TASK PROMPT
Gather the lines below that include the string "CacheSettings", copying each in full.

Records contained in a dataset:
>>>>

//! Integration tests for cache-aside reads and write invalidation
//!
//! Runs repositories over the in-memory client with a call-recording cache
//! backend, so every test can assert exactly which layer served a call.

mod common;

use common::{RecordingBackend, cached_users};
use repohaus::prelude::*;
use std::collections::BTreeSet;
use std::sync::Arc;
use std::sync::atomic::{AtomicUsize, Ordering};
use std::time::Duration;

#[tokio::test]
async fn test_repeated_read_is_served_from_cache() {
    let (users, client, backend) = cached_users().await;
    let args = json!({"where": {"role": "user"}, "orderBy": {"id": "asc"}});

    let first = users.find_many(args.clone()).await.unwrap();
    let second = users.find_many(args).await.unwrap();

    assert_eq!(first, second);
    assert_eq!(first.len(), 2);
    assert_eq!(client.calls(ModelOperation::FindMany), 1);
    assert_eq!(backend.sets(), 1);
    assert_eq!(backend.gets(), 2);
}

#[tokio::test]
async fn test_argument_key_order_shares_cache_entry() {
    let (users, client, _) = cached_users().await;

    users
        .count(serde_json::from_str(r#"{"where":{"role":"user","name":"Bob"}}"#).unwrap())
        .await
        .unwrap();
    users
        .count(serde_json::from_str(r#"{"where":{"name":"Bob","role":"user"}}"#).unwrap())
        .await
        .unwrap();

    assert_eq!(client.calls(ModelOperation::Count), 1);
}

#[tokio::test]
async fn test_write_invalidates_entity_keys_only() {
    let client = common::seeded_client().await;
    let backend = RecordingBackend::new();
    let build = |model: &str| {
        RepositoryBuilder::new(Arc::new(client.clone()), model)
            .with_cache(Arc::new(backend.clone()), CacheSettings::new())
            .build()
            .unwrap()
    };
    let users = build("user");
    let posts = build("post");

    users.find_many(json!({})).await.unwrap();
    users.count(json!({})).await.unwrap();
    posts.find_many(json!({})).await.unwrap();
    assert_eq!(backend.key_set().await.len(), 3);

    users
        .create(json!({"data": {"email": "d@x.com", "name": "Dee"}}))
        .await
        .unwrap();

    let post_key = posts
        .cache_operations()
        .unwrap()
        .key("findMany", &json!({}))
        .unwrap();
    assert_eq!(backend.key_set().await, BTreeSet::from([post_key]));
    assert_eq!(users.count(json!({})).await.unwrap(), 4);
}

#[tokio::test]
async fn test_failed_write_does_not_invalidate() {
    let (users, _, backend) = cached_users().await;
    users.find_many(json!({})).await.unwrap();

    let err = users
        .update(json!({"where": {"id": 99}, "data": {"name": "nobody"}}))
        .await
        .unwrap_err();

    assert!(matches!(err, RepositoryError::NotFound { .. }));
    assert_eq!(backend.key_set().await.len(), 1);
    assert_eq!(backend.deletes(), 0);
}

#[tokio::test]
async fn test_backend_read_failure_falls_back_to_client() {
    let (users, client, backend) = cached_users().await;
    backend.fail_get.store(true, Ordering::SeqCst);

    let first = users.find_unique(json!({"where": {"id": 2}})).await.unwrap();
    let second = users.find_unique(json!({"where": {"id": 2}})).await.unwrap();

    assert_eq!(first.unwrap()["name"], "Bob");
    assert!(second.is_some());
    assert_eq!(client.calls(ModelOperation::FindUnique), 2);
}

#[tokio::test]
async fn test_backend_write_failure_still_returns_result() {
    let (users, client, backend) = cached_users().await;
    backend.fail_set.store(true, Ordering::SeqCst);

    let found = users.find_first(json!({"where": {"role": "admin"}})).await.unwrap();
    assert_eq!(found.unwrap()["email"], "a@x.com");

    users.find_first(json!({"where": {"role": "admin"}})).await.unwrap();
    assert_eq!(client.calls(ModelOperation::FindFirst), 2);
    assert!(backend.key_set().await.is_empty());
}

#[tokio::test]
async fn test_invalidation_failure_does_not_fail_write() {
    let (users, _, backend) = cached_users().await;
    users.find_many(json!({})).await.unwrap();
    backend.fail_delete.store(true, Ordering::SeqCst);

    let created = users
        .create(json!({"data": {"email": "e@x.com"}}))
        .await
        .unwrap();
    assert_eq!(created["email"], "e@x.com");
}

#[tokio::test]
async fn test_cache_override_applies_to_one_call() {
    let (users, client, backend) = cached_users().await;

    users
        .cache(CacheOptions::disabled())
        .find_many(json!({}))
        .await
        .unwrap();
    assert_eq!(backend.gets(), 0);
    assert_eq!(backend.sets(), 0);

    users.find_many(json!({})).await.unwrap();
    users.find_many(json!({})).await.unwrap();
    assert_eq!(backend.sets(), 1);
    assert_eq!(client.calls(ModelOperation::FindMany), 2);
}

#[tokio::test]
async fn test_ttl_override_applies_to_one_call() {
    let (users, _, backend) = cached_users().await;
    let ops = users.cache_operations().unwrap().clone();
    let short = json!({"where": {"id": 1}});
    let default = json!({"where": {"id": 2}});

    users
        .cache(CacheOptions::new().with_ttl(5))
        .find_unique(short.clone())
        .await
        .unwrap();
    users.find_unique(default.clone()).await.unwrap();

    let short_ttl = backend
        .inner
        .ttl(&ops.key("findUnique", &short).unwrap())
        .await
        .unwrap();
    let default_ttl = backend
        .inner
        .ttl(&ops.key("findUnique", &default).unwrap())
        .await
        .unwrap();
    assert!(short_ttl <= Duration::from_secs(5));
    assert!(default_ttl > Duration::from_secs(3500));
}

#[tokio::test]
async fn test_caching_disabled_by_default_can_be_forced_on() {
    let client = common::CountingClient::new(common::seeded_client().await);
    let backend = RecordingBackend::new();
    let users = RepositoryBuilder::new(Arc::new(client.clone()), "user")
        .with_cache(
            Arc::new(backend.clone()),
            CacheSettings::new().with_default_caching(false),
        )
        .build()
        .unwrap();

    users.count(json!({})).await.unwrap();
    assert_eq!(backend.gets(), 0);

    users
        .cache(CacheOptions::new().with_cache(true))
        .count(json!({}))
        .await
        .unwrap();
    assert_eq!(backend.sets(), 1);
}

#[tokio::test]
async fn test_missing_record_is_not_cached() {
    let (users, client, backend) = cached_users().await;
    let args = json!({"where": {"email": "nobody@x.com"}});

    assert!(users.find_unique(args.clone()).await.unwrap().is_none());
    assert!(users.find_unique(args).await.unwrap().is_none());

    assert_eq!(backend.sets(), 0);
    assert_eq!(client.calls(ModelOperation::FindUnique), 2);
}

#[tokio::test]
async fn test_flush_operation_leaves_other_operations() {
    let (users, _, backend) = cached_users().await;
    let ops = users.cache_operations().unwrap().clone();

    users.find_many(json!({})).await.unwrap();
    users.find_many(json!({"take": 1})).await.unwrap();
    users.find_first(json!({})).await.unwrap();
    users.count(json!({})).await.unwrap();

    users.flush_operation(ModelOperation::FindMany).await.unwrap();

    let expected = BTreeSet::from([
        ops.key("findFirst", &json!({})).unwrap(),
        ops.key("count", &json!({})).unwrap(),
    ]);
    assert_eq!(backend.key_set().await, expected);
}

#[tokio::test]
async fn test_flush_exact_and_flush_all() {
    let (users, client, backend) = cached_users().await;

    users.find_many(json!({})).await.unwrap();
    users.find_many(json!({"take": 1})).await.unwrap();
    backend.inner.set("foreign", json!(1), None).await.unwrap();

    users
        .flush_exact(ModelOperation::FindMany, json!({"take": 1}))
        .await
        .unwrap();
    assert_eq!(backend.key_set().await.len(), 2);

    users.find_many(json!({})).await.unwrap();
    assert_eq!(client.calls(ModelOperation::FindMany), 2);

    users.flush_all().await.unwrap();
    assert!(backend.key_set().await.is_empty());
}

#[tokio::test]
async fn test_flush_failure_surfaces() {
    let (users, _, backend) = cached_users().await;
    backend.fail_delete.store(true, Ordering::SeqCst);

    let err = users.flush_all().await.unwrap_err();
    assert!(matches!(
        err,
        RepositoryError::Cache(CacheError::Flush { .. })
    ));
}

#[tokio::test]
async fn test_uncached_repository_never_touches_cache() {
    let client = common::CountingClient::new(common::seeded_client().await);
    let users = RepositoryBuilder::new(Arc::new(client.clone()), "user")
        .build()
        .unwrap();

    users.find_many(json!({})).await.unwrap();
    users.find_many(json!({})).await.unwrap();

    assert!(!users.is_cached());
    assert_eq!(client.calls(ModelOperation::FindMany), 2);
    users.flush_all().await.unwrap();
}

#[tokio::test]
async fn test_custom_sanitizer_keys() {
    let client = common::seeded_client().await;
    let backend = RecordingBackend::new();
    let users = RepositoryBuilder::new(Arc::new(client), "user")
        .with_cache(
            Arc::new(backend.clone()),
            CacheSettings::new().with_key_sanitizer(|key: &str| Some(format!("app:{}", key))),
        )
        .build()
        .unwrap();

    users.count(json!({})).await.unwrap();

    assert_eq!(
        backend.key_set().await,
        BTreeSet::from([r#"app:user:count:{}"#.to_string()])
    );
}

#[tokio::test]
async fn test_raw_queries_cached_and_invalidated_by_raw_writes() {
    let selects = Arc::new(AtomicUsize::new(0));
    let counter = selects.clone();
    let client = MemoryDataClient::new().with_raw_handler(move |query: &str, _params: &[Value]| {
        if query.trim_start().starts_with("SELECT") {
            counter.fetch_add(1, Ordering::SeqCst);
            Ok(json!([{"total": 3}]))
        } else {
            Ok(json!(3))
        }
    });
    let backend = RecordingBackend::new();
    let users = RepositoryBuilder::new(Arc::new(client), "user")
        .with_cache(Arc::new(backend.clone()), CacheSettings::new())
        .build()
        .unwrap();

    let sql = "SELECT count(*) AS total FROM users WHERE role = $1";
    let params = [json!("user")];
    users.query_raw(sql, &params).await.unwrap();
    users
        .query_raw("SELECT count(*) AS total\n  FROM users WHERE role = $1", &params)
        .await
        .unwrap();
    assert_eq!(selects.load(Ordering::SeqCst), 1);

    let affected = users
        .execute_raw("UPDATE users SET role = $1", &params)
        .await
        .unwrap();
    assert_eq!(affected, 3);
    assert!(backend.key_set().await.is_empty());

    users.query_raw(sql, &params).await.unwrap();
    assert_eq!(selects.load(Ordering::SeqCst), 2);
}

#[tokio::test]
async fn test_lookup_update_lookup_scenario() {
    let (users, client, _) = cached_users().await;
    let by_email = json!({"where": {"email": "a@x.com"}});

    let before = users.find_unique(by_email.clone()).await.unwrap().unwrap();
    let cached = users.find_unique(by_email.clone()).await.unwrap().unwrap();
    assert_eq!(before, cached);
    assert_eq!(client.calls(ModelOperation::FindUnique), 1);

    users
        .update(json!({"where": {"email": "a@x.com"}, "data": {"name": "Anna"}}))
        .await
        .unwrap();

    let after = users.find_unique(by_email).await.unwrap().unwrap();
    assert_eq!(after["name"], "Anna");
    assert_eq!(client.calls(ModelOperation::FindUnique), 2);
}

#[tokio::test(start_paused = true)]
async fn test_slow_operation_times_out() {
    let client = common::CountingClient::new(common::seeded_client().await)
        .with_delay(Duration::from_millis(500));
    let users = RepositoryBuilder::new(Arc::new(client), "user")
        .with_timeout(100)
        .build()
        .unwrap();

    let err = users.find_many(json!({})).await.unwrap_err();
    match err {
        RepositoryError::Timeout { operation, timeout_ms } => {
            assert_eq!(operation, "user.findMany");
            assert_eq!(timeout_ms, 100);
        }
        other => panic!("expected timeout, got {other:?}"),
    }
}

<<<<

ANSWER BOX
            .with_cache(Arc::new(backend.clone()), CacheSettings::new())
            CacheSettings::new().with_default_caching(false),
            CacheSettings::new().with_key_sanitizer(|key: &str| Some(format!("app:{}", key))),
        .with_cache(Arc::new(backend.clone()), CacheSettings::new())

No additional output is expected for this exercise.